## Data records:
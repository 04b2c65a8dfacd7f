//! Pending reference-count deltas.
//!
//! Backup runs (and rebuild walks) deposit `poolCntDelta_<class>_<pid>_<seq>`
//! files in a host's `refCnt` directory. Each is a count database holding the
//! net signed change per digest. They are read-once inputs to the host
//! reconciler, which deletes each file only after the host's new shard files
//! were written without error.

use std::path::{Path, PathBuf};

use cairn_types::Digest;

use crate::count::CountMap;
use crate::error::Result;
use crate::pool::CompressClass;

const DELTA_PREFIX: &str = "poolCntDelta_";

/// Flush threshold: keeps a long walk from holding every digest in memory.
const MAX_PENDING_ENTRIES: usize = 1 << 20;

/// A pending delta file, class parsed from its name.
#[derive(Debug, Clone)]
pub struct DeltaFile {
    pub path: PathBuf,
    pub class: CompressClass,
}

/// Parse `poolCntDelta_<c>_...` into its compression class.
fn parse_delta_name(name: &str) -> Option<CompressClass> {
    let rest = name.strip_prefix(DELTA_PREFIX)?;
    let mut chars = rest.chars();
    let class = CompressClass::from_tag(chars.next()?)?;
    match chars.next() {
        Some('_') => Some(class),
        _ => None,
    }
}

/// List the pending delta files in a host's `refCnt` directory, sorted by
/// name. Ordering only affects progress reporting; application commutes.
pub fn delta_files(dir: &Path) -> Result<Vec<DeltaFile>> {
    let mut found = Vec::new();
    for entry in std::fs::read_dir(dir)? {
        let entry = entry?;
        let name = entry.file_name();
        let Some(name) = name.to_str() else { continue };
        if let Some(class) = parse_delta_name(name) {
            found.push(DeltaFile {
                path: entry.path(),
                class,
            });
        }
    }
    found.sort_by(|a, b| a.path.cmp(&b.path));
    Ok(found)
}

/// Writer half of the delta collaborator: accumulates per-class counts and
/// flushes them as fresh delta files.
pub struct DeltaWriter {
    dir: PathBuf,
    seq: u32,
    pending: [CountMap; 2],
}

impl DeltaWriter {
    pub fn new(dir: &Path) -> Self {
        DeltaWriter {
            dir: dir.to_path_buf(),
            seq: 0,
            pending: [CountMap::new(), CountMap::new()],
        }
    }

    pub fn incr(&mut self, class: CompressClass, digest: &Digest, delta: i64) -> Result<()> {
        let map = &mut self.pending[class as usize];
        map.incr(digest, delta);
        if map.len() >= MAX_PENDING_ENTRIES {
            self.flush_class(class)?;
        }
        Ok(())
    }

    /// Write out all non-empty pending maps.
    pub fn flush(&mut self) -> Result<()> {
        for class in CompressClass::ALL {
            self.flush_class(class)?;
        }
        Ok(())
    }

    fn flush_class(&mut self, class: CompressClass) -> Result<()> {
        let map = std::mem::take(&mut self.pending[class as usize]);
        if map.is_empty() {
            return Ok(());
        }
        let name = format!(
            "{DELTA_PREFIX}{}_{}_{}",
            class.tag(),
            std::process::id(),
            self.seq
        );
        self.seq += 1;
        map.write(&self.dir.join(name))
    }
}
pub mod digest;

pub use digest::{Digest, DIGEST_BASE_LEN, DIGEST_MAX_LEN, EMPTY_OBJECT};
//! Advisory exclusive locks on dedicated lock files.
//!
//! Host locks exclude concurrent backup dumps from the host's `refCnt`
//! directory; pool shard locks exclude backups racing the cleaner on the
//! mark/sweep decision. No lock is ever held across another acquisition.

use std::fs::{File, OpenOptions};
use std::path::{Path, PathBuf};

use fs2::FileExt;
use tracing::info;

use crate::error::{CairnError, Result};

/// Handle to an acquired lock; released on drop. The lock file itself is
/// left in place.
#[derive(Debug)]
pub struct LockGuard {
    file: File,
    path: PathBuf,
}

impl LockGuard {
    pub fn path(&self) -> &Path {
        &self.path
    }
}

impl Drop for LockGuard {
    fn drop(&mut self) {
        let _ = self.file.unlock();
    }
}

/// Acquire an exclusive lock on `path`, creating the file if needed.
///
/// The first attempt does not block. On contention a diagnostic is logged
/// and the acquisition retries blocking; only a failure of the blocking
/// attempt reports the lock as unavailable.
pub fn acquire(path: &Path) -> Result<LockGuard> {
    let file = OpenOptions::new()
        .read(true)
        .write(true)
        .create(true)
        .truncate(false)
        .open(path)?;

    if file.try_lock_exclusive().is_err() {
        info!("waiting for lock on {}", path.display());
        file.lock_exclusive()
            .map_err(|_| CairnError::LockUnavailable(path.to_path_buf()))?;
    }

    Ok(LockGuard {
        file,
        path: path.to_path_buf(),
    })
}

## Your assignment:
For the listing above, give the number of lines in which the string "only" occurs, and nothing else.

## Exercise response:
3